The task:
Which lines mention "reset"? Show each one from the listing.

Segment Open

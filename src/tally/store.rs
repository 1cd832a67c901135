use crate::tally::models::{Color, Tally};
use std::ops::Deref;
use std::sync::Arc;
use tokio::sync::{Mutex, MutexGuard};

/// The single authoritative tally for this process.
///
/// Counters are only reachable through [`TallyStore::apply_vote`] and
/// [`TallyStore::reset`]; both serialize on one lock so concurrent votes are
/// never lost.
#[derive(Clone, Default)]
pub struct TallyStore {
    tally: Arc<Mutex<Tally>>,
}

/// Read-only view of the locked tally.
///
/// The store stays locked until the guard is dropped, so anything published
/// while holding it reaches observers in the same order the mutations happened.
pub struct TallyGuard<'a> {
    guard: MutexGuard<'a, Tally>,
}

impl TallyGuard<'_> {
    pub fn snapshot(&self) -> Tally {
        *self.guard
    }
}

impl Deref for TallyGuard<'_> {
    type Target = Tally;

    fn deref(&self) -> &Tally {
        &self.guard
    }
}

impl TallyStore {
    pub fn new() -> Self {
        Self::default()
    }

    pub async fn apply_vote(&self, color: Color) -> TallyGuard<'_> {
        let mut guard = self.tally.lock().await;
        guard.increment(color);
        TallyGuard { guard }
    }

    pub async fn reset(&self) -> TallyGuard<'_> {
        let mut guard = self.tally.lock().await;
        *guard = Tally::default();
        TallyGuard { guard }
    }

    /// Locks without mutating, e.g. to subscribe at a consistent point.
    pub async fn read(&self) -> TallyGuard<'_> {
        TallyGuard {
            guard: self.tally.lock().await,
        }
    }

    pub async fn snapshot(&self) -> Tally {
        *self.tally.lock().await
    }
}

Segment Closed

Output of the task:
/// [`TallyStore::reset`]; both serialize on one lock so concurrent votes are
    pub async fn reset(&self) -> TallyGuard<'_> {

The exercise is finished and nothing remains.